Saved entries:

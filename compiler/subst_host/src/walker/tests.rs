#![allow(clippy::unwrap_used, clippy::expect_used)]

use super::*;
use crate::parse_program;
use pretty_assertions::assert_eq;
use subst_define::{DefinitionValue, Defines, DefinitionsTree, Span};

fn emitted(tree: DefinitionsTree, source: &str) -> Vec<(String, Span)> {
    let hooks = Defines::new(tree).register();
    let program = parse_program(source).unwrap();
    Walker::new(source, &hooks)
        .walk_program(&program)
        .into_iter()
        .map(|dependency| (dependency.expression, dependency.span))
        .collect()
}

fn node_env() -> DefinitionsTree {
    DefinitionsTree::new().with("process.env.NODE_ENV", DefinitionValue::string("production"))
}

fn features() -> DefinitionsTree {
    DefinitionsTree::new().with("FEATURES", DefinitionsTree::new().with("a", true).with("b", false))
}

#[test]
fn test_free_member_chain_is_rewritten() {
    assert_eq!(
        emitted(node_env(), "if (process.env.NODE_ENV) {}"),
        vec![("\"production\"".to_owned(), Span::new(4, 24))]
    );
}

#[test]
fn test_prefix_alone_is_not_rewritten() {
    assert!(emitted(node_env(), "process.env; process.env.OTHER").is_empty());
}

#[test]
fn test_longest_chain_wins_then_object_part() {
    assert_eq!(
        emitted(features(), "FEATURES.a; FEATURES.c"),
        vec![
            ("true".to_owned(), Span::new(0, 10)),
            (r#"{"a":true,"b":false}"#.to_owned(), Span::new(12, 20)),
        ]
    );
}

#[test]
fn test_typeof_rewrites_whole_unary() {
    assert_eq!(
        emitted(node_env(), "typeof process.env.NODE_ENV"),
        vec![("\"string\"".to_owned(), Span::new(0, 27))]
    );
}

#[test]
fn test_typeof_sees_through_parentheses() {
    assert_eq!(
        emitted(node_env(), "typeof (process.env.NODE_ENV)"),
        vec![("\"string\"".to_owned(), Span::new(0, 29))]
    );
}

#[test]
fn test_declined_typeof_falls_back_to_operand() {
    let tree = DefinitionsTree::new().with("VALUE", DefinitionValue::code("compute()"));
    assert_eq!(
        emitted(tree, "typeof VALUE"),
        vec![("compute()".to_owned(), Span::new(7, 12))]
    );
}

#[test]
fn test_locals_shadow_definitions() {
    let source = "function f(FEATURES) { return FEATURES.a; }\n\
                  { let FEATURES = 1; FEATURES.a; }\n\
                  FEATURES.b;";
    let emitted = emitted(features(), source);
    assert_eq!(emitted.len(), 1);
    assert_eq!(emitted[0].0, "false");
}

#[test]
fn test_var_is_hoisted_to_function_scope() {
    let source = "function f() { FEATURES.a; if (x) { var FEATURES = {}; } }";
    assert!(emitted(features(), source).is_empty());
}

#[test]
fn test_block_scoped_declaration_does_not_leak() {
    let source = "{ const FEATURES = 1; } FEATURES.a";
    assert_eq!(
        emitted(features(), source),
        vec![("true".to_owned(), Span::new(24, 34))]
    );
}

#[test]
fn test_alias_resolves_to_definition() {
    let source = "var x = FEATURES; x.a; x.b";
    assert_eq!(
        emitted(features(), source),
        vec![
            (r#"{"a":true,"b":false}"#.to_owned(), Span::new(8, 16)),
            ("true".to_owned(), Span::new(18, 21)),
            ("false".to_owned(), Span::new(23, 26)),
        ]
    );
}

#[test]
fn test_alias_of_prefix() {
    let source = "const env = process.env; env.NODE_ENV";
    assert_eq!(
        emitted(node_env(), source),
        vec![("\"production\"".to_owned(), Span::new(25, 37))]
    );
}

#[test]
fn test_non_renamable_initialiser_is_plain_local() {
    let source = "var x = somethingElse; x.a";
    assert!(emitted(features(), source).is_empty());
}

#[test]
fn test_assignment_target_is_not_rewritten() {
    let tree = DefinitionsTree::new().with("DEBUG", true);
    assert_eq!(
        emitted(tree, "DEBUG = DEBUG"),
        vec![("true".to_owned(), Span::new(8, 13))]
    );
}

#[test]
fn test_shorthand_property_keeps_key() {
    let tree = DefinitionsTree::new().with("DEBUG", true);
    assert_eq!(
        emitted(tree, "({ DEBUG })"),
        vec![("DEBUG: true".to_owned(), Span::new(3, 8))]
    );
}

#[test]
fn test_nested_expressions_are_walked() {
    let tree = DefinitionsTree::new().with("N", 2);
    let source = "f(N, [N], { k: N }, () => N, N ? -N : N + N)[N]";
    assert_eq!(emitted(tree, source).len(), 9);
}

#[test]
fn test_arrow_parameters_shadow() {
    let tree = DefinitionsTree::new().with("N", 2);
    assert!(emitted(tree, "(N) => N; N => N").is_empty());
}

Your instructions:
Go through the entries above and pull out each line with "process" in it.

Result of this exercise:
    DefinitionsTree::new().with("process.env.NODE_ENV", DefinitionValue::string("production"))
        emitted(node_env(), "if (process.env.NODE_ENV) {}"),
    assert!(emitted(node_env(), "process.env; process.env.OTHER").is_empty());
        emitted(node_env(), "typeof process.env.NODE_ENV"),
        emitted(node_env(), "typeof (process.env.NODE_ENV)"),
    let source = "const env = process.env; env.NODE_ENV";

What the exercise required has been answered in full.